Burdine told 5 EYEWITNESS NEWS he doesn’t think the new mandate will cost the bar business. 

“I have concerns that it’s already cost us business not doing it,” he said. “What we need is our mayors, our governors to step up because once it becomes a common habit then we don’t have friction.”

5 EYEWITNESS NEWS reached out to St. Paul Mayor Melvin Carter to see if he is considering a vaccine mandate. His office responded it is exploring a vaccine requirement for city employees but did not mention a mandate for businesses.

Gov. Tim Walz’s office provided a similar response, sharing his previously released vaccine mandate for state employees. A spokesperson also reiterated the governor’s support for President Joe Biden’s vaccine requirements for large businesses, federal workers and federal contractors. 

Minneapolis resident Jim Rule has already visited a Minneapolis cafe that required a vaccine.
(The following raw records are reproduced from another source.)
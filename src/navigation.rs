use thiserror::Error;

/// The root path never renders a view; it always redirects to the default path.
pub const ROOT_PATH: &str = "/";

/// RouteEntry
///
/// One routing rule: an exact URL path, whether an authenticated session is
/// required before its view may render, and the view itself. The view is an
/// opaque reference owned by whoever builds the table.
#[derive(Debug, Clone, PartialEq, Eq)]
pub struct RouteEntry<V> {
    pub path: String,
    pub requires_auth: bool,
    pub view: V,
}

/// Decision
///
/// The outcome of resolving one navigation request. Redirect variants carry
/// the target path; callers must perform a replace-navigation to it.
#[derive(Debug, Clone, Copy, PartialEq, Eq)]
pub enum Decision<'a, V> {
    RenderPublic(&'a V),
    RenderProtected(&'a V),
    RedirectToLogin(&'a str),
    RedirectToDefault(&'a str),
}

impl<'a, V> Decision<'a, V> {
    /// The path the caller must replace-navigate to, if this is a redirect.
    pub fn redirect_target(&self) -> Option<&'a str> {
        match self {
            Decision::RedirectToLogin(to) | Decision::RedirectToDefault(to) => Some(*to),
            Decision::RenderPublic(_) | Decision::RenderProtected(_) => None,
        }
    }

    /// The view to render, if this decision renders one.
    pub fn view(&self) -> Option<&'a V> {
        match self {
            Decision::RenderPublic(view) | Decision::RenderProtected(view) => Some(*view),
            Decision::RedirectToLogin(_) | Decision::RedirectToDefault(_) => None,
        }
    }

    /// Short label used in structured logs.
    pub fn outcome(&self) -> &'static str {
        match self {
            Decision::RenderPublic(_) => "render_public",
            Decision::RenderProtected(_) => "render_protected",
            Decision::RedirectToLogin(_) => "redirect_to_login",
            Decision::RedirectToDefault(_) => "redirect_to_default",
        }
    }
}

/// TableError
///
/// Construction-time defects that would leave some request unresolvable or
/// ambiguous. These are programming bugs, surfaced once at startup.
#[derive(Debug, Error, PartialEq, Eq)]
pub enum TableError {
    #[error("route path `{0}` is not an absolute path")]
    RelativePath(String),
    #[error("route path `{0}` is registered more than once")]
    DuplicatePath(String),
    #[error("the root path is reserved for the default redirect")]
    RootEntry,
    #[error("default path is not set")]
    MissingDefault,
    #[error("default path `{0}` has no entry in the table")]
    UnknownDefault(String),
    #[error("login path is not set")]
    MissingLogin,
    #[error("login path `{0}` must be a public entry")]
    LoginNotPublic(String),
}

/// RouteTable
///
/// Ordered route entries plus the default and login targets. Built once at
/// startup and read-only afterwards, so it can be shared across tasks
/// behind an `Arc` without locking.
#[derive(Debug, Clone)]
pub struct RouteTable<V> {
    entries: Vec<RouteEntry<V>>,
    default_path: String,
    login_path: String,
}

impl<V> RouteTable<V> {
    pub fn builder() -> RouteTableBuilder<V> {
        RouteTableBuilder::default()
    }

    /// resolve
    ///
    /// Decides what a navigation to `requested_path` does for a session whose
    /// authentication status is `is_authenticated`. Total and pure: every
    /// input yields exactly one decision and nothing is remembered between
    /// calls. Matching is an exact string comparison, first entry wins.
    pub fn resolve(&self, requested_path: &str, is_authenticated: bool) -> Decision<'_, V> {
        if requested_path == ROOT_PATH {
            return Decision::RedirectToDefault(&self.default_path);
        }

        match self.entries.iter().find(|entry| entry.path == requested_path) {
            Some(entry) if !entry.requires_auth => Decision::RenderPublic(&entry.view),
            Some(entry) if is_authenticated => Decision::RenderProtected(&entry.view),
            Some(_) => Decision::RedirectToLogin(&self.login_path),
            None => Decision::RedirectToDefault(&self.default_path),
        }
    }

    pub fn entries(&self) -> &[RouteEntry<V>] {
        &self.entries
    }

    pub fn default_path(&self) -> &str {
        &self.default_path
    }

    pub fn login_path(&self) -> &str {
        &self.login_path
    }
}

/// RouteTableBuilder
///
/// Collects entries in declaration order and validates the whole table in
/// `build`.
#[derive(Debug)]
pub struct RouteTableBuilder<V> {
    entries: Vec<RouteEntry<V>>,
    default_path: Option<String>,
    login_path: Option<String>,
}

impl<V> Default for RouteTableBuilder<V> {
    fn default() -> Self {
        Self {
            entries: Vec::new(),
            default_path: None,
            login_path: None,
        }
    }
}

impl<V> RouteTableBuilder<V> {
    /// Registers a view that renders regardless of authentication.
    pub fn public(self, path: impl Into<String>, view: V) -> Self {
        self.entry(path, false, view)
    }

    /// Registers a view that requires an authenticated session.
    pub fn protected(self, path: impl Into<String>, view: V) -> Self {
        self.entry(path, true, view)
    }

    pub fn entry(mut self, path: impl Into<String>, requires_auth: bool, view: V) -> Self {
        self.entries.push(RouteEntry {
            path: path.into(),
            requires_auth,
            view,
        });
        self
    }

    /// Target for the root path and for every unknown path.
    pub fn default_path(mut self, path: impl Into<String>) -> Self {
        self.default_path = Some(path.into());
        self
    }

    /// Target for protected paths requested without a session.
    pub fn login_path(mut self, path: impl Into<String>) -> Self {
        self.login_path = Some(path.into());
        self
    }

    pub fn build(self) -> Result<RouteTable<V>, TableError> {
        for (index, entry) in self.entries.iter().enumerate() {
            if entry.path == ROOT_PATH {
                return Err(TableError::RootEntry);
            }
            if !entry.path.starts_with('/') {
                return Err(TableError::RelativePath(entry.path.clone()));
            }
            // Public and protected path sets must be disjoint, so any repeat is a defect.
            if self.entries[..index].iter().any(|seen| seen.path == entry.path) {
                return Err(TableError::DuplicatePath(entry.path.clone()));
            }
        }

        let default_path = self.default_path.ok_or(TableError::MissingDefault)?;
        if !self.entries.iter().any(|entry| entry.path == default_path) {
            return Err(TableError::UnknownDefault(default_path));
        }

        let login_path = self.login_path.ok_or(TableError::MissingLogin)?;
        if !self
            .entries
            .iter()
            .any(|entry| entry.path == login_path && !entry.requires_auth)
        {
            return Err(TableError::LoginNotPublic(login_path));
        }

        Ok(RouteTable {
            entries: self.entries,
            default_path,
            login_path,
        })
    }
}
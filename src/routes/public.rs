use crate::{navigation::RouteTableBuilder, views::View};

/// Public Pages
///
/// Pages that render for anyone, signed in or not. Authentication status has
/// no effect on these paths.
pub fn public_pages(table: RouteTableBuilder<View>) -> RouteTableBuilder<View> {
    table
        // GET /login
        // Sign-in form. Also the redirect target for protected paths without a session.
        .public("/login", View::Login)
        // GET /register
        // Account creation form.
        .public("/register", View::Register)
}
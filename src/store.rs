use std::fs;

use camino::{Utf8Path, Utf8PathBuf};

use crate::domain::{Molecule, Species};
use crate::error::SeqdbError;

#[derive(Debug, Clone)]
pub struct SourceStore {
    protein_dir: Utf8PathBuf,
    nucleotide_dir: Utf8PathBuf,
}

impl SourceStore {
    pub fn new(protein_dir: Utf8PathBuf, nucleotide_dir: Utf8PathBuf) -> Self {
        Self {
            protein_dir,
            nucleotide_dir,
        }
    }

    pub fn source_path(&self, molecule: Molecule, species: &Species) -> Utf8PathBuf {
        let dir = match molecule {
            Molecule::Protein => &self.protein_dir,
            Molecule::Nucleotide => &self.nucleotide_dir,
        };
        dir.join(format!("{}_{species}", molecule.short_name()))
    }

    pub fn locate_source(&self, molecule: Molecule, species: &Species) -> Option<Utf8PathBuf> {
        let plain = self.source_path(molecule, species);
        if plain.as_std_path().is_file() {
            return Some(plain);
        }
        let compressed = Utf8PathBuf::from(format!("{plain}.gz"));
        compressed.as_std_path().is_file().then_some(compressed)
    }
}

#[derive(Debug, Clone, PartialEq, Eq)]
pub struct OutputPair {
    pub protein: Utf8PathBuf,
    pub nucleotide: Utf8PathBuf,
}

impl OutputPair {
    pub fn from_base(base: &Utf8Path) -> Self {
        Self {
            protein: Utf8PathBuf::from(format!("{base}_prot.fa")),
            nucleotide: Utf8PathBuf::from(format!("{base}_nucl.fa")),
        }
    }

    pub fn prepare(&self, fresh: bool) -> Result<(), SeqdbError> {
        for path in [&self.protein, &self.nucleotide] {
            if let Some(parent) = path.parent() {
                if !parent.as_str().is_empty() {
                    fs::create_dir_all(parent.as_std_path())
                        .map_err(|err| SeqdbError::Filesystem(format!("create {parent}: {err}")))?;
                }
            }
            if fresh && path.as_std_path().exists() {
                fs::remove_file(path.as_std_path())
                    .map_err(|err| SeqdbError::Filesystem(format!("remove {path}: {err}")))?;
            }
        }
        Ok(())
    }
}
“I had a picture of it on my phone. It was easy,” Rule said. “It’s a minor inconvenience, much less of a problem than lying in bed dealing with COVID.”

Ahmed Warsame, also of Minneapolis, supports new requirements as well but shared concerns there could be logistical challenges.

“It’s their right as a business to think about the general welfare to protect people’s health,” he said. “But at the same time, it doesn’t make sense to force people to carry a card around.”

Burdine said he’s focused on making sure his customers are aware of the new mandate.

“Those are the people I’m mostly worried about. They’ve done their part and they just forgot,” he said. “After a few weeks, hopefully everyone is used to it.”

Theaters and events venues are also implementing vaccine requirements, from Broadway in New York City, to the Minnesota Orchestra and First Avenue, to the Ordway in St. Paul.

“We all have seen the announcements across the country of the performers who refuse to perform unless these kinds of standards are in place,” said Mark Nerenhausen, president and CEO of Hennepin Theatre Trust. “You’re part of a touring show, you're going from city to city, you're in a room with thousands of people every night, it's a very reasonable request.”

Hennepin Theatre Trust announced its own requirement on Sept. 1. Guests who are 12 years old and up are required to show proof of vaccination when attending performances at the Orpheum, State and Pantages theaters. Guests who qualify for an exception due to religious or medical reasons will have to show proof of a negative PCR test taken within 72 hours of the event, or a negative antigen test taken within 24 hours of the event.

Face coverings are also required.

“It’s about public safety — safety for our customers, for our employees and for the performers,” Nerenhausen said. “The benefit, the payoff is that we can all be together again, that we have theater, that we have live music. That's a very small price to pay for all of that.”

The new requirements will be in place until Dec. 31.

"We'll be reviewing it because things change," he said. "We hope it doesn't have to be in effect after that but it's in effect until then."